(Collected data)
□ □ □
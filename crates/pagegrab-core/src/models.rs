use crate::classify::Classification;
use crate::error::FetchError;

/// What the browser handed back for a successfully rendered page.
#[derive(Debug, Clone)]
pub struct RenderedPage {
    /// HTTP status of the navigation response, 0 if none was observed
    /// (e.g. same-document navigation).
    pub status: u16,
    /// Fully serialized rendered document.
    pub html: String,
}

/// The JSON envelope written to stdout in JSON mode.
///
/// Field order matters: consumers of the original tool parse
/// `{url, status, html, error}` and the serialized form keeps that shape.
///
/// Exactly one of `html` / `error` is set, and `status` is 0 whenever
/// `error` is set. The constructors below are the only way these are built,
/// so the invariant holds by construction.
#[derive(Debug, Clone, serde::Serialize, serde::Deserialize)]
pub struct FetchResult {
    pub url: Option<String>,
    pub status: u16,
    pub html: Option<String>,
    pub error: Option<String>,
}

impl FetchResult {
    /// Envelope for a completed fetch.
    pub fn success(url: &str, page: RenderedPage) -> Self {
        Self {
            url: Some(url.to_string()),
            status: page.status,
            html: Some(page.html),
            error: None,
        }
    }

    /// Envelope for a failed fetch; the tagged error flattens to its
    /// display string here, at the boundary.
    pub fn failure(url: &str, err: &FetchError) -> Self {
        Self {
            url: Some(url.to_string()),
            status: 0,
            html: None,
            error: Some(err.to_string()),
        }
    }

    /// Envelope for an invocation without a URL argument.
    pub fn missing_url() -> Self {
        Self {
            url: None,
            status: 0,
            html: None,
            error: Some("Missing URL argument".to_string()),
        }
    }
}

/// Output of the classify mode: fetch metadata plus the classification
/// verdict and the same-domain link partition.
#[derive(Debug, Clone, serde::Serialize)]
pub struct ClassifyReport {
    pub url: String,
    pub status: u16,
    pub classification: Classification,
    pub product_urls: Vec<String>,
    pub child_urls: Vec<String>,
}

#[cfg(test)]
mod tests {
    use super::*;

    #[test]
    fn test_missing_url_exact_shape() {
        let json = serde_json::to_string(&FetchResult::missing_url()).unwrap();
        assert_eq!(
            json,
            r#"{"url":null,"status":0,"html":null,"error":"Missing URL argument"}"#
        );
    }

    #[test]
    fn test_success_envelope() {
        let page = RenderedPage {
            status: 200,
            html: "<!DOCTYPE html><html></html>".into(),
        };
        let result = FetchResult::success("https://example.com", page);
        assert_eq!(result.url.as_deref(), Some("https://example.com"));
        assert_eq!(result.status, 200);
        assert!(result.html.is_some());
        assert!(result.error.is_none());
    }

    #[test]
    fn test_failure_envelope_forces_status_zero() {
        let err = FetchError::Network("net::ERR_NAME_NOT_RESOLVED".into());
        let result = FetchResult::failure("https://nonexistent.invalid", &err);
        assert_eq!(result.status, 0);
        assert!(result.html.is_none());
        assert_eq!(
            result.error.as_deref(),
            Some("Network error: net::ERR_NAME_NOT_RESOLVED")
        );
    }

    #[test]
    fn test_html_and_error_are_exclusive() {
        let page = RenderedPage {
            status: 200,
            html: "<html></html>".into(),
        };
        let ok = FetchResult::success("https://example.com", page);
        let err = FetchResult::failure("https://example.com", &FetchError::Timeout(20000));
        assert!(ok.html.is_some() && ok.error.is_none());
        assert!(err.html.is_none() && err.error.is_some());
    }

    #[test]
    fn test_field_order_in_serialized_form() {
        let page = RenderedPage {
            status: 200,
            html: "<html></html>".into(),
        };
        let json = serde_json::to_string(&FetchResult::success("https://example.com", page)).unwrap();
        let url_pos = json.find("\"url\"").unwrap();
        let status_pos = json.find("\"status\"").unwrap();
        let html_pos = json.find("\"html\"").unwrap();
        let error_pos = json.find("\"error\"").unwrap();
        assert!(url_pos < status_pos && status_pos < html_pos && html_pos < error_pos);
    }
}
□ □ □
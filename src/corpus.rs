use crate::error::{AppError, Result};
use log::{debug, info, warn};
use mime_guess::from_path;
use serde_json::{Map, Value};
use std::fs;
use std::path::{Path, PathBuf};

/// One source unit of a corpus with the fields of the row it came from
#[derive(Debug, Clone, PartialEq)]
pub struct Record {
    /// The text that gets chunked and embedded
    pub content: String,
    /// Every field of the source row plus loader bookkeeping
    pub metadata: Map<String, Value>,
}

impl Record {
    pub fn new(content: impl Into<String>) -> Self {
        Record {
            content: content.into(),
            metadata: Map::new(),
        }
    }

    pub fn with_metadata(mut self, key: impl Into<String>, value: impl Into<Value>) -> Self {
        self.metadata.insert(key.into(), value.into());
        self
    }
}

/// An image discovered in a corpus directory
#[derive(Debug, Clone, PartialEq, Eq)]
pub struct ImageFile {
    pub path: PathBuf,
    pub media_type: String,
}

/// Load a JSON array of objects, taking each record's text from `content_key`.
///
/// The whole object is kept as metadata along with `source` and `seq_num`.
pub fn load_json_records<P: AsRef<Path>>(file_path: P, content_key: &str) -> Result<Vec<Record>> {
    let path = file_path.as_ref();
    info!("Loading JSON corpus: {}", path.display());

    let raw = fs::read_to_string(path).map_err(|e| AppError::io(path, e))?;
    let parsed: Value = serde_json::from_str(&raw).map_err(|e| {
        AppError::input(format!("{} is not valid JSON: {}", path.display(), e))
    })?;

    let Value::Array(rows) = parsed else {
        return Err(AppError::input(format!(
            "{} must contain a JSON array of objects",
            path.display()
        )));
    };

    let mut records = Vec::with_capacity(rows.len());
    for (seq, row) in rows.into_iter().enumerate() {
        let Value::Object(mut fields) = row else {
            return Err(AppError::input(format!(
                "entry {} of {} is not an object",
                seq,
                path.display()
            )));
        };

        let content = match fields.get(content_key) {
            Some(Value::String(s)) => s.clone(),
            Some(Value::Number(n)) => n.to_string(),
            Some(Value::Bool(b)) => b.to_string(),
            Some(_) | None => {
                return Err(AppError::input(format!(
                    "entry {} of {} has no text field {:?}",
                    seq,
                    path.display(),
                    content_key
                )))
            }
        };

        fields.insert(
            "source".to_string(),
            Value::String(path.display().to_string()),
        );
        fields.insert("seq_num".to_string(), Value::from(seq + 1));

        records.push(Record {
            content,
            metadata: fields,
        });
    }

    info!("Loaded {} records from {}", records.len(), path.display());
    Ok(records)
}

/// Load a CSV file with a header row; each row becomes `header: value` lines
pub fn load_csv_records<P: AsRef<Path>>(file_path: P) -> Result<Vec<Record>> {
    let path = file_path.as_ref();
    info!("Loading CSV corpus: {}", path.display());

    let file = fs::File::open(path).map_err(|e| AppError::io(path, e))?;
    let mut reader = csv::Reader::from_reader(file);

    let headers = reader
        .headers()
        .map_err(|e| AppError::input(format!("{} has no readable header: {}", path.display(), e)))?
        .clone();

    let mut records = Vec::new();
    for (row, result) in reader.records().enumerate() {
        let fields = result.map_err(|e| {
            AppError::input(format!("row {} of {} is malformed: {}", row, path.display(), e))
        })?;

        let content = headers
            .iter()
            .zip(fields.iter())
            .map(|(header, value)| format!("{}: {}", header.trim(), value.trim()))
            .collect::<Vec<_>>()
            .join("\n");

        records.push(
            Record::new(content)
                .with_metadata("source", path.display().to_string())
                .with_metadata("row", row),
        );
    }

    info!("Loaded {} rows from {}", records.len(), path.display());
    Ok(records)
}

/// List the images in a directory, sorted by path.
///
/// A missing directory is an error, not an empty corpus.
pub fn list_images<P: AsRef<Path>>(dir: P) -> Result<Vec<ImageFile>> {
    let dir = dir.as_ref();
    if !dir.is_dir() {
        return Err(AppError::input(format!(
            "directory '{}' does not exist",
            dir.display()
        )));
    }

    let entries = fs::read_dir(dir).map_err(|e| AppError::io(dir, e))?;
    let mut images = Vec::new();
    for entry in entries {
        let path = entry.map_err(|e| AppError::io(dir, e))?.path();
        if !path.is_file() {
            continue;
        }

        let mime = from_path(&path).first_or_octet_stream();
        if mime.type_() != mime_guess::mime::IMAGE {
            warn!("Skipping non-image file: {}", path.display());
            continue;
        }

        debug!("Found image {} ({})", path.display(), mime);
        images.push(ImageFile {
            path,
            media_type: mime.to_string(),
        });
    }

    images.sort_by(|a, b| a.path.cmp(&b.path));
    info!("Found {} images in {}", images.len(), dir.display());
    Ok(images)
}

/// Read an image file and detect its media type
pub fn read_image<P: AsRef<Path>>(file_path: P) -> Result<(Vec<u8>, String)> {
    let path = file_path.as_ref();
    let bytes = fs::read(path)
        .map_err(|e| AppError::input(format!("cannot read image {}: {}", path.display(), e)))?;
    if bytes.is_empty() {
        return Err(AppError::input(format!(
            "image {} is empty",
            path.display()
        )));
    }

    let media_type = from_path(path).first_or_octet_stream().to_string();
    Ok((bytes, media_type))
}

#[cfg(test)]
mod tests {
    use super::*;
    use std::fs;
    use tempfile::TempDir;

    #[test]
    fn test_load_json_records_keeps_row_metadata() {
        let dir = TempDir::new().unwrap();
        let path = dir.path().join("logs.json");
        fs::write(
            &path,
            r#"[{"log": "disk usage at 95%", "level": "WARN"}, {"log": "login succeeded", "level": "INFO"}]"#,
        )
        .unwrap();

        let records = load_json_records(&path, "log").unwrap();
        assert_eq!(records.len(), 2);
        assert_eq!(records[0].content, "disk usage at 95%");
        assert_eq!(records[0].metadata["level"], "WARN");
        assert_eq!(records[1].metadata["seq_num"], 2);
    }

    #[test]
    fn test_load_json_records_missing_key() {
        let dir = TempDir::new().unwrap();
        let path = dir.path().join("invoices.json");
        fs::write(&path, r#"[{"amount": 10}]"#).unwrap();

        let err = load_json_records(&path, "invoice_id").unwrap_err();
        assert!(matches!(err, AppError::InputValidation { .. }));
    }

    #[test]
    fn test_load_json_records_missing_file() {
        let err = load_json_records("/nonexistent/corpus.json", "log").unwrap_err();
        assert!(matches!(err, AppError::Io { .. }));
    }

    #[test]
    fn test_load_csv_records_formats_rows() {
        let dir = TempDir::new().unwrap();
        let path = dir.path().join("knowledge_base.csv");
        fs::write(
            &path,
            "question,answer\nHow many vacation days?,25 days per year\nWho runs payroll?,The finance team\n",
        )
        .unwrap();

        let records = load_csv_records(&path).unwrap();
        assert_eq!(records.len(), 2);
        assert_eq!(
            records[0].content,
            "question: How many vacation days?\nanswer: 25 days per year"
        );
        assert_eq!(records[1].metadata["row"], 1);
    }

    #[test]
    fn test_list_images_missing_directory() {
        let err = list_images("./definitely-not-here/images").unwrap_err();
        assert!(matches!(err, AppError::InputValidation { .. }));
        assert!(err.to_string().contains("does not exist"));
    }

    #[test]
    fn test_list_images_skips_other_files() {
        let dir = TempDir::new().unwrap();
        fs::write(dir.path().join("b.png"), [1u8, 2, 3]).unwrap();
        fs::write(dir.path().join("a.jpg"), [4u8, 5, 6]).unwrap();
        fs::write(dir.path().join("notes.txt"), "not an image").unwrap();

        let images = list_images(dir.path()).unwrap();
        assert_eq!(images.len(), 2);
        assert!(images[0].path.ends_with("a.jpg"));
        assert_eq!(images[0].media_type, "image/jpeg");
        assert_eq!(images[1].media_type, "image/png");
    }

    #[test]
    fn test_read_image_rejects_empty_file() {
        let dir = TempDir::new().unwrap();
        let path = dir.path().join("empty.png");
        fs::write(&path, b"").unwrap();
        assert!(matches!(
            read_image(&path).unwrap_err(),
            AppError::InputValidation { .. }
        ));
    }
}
□ □ □
WHAT YOU HAVE TO DO:
"PartialEq" is the word to look for; copy every line of the data that has it.

EXERCISE RESULT:
#[derive(Debug, Clone, PartialEq)]
#[derive(Debug, Clone, PartialEq, Eq)]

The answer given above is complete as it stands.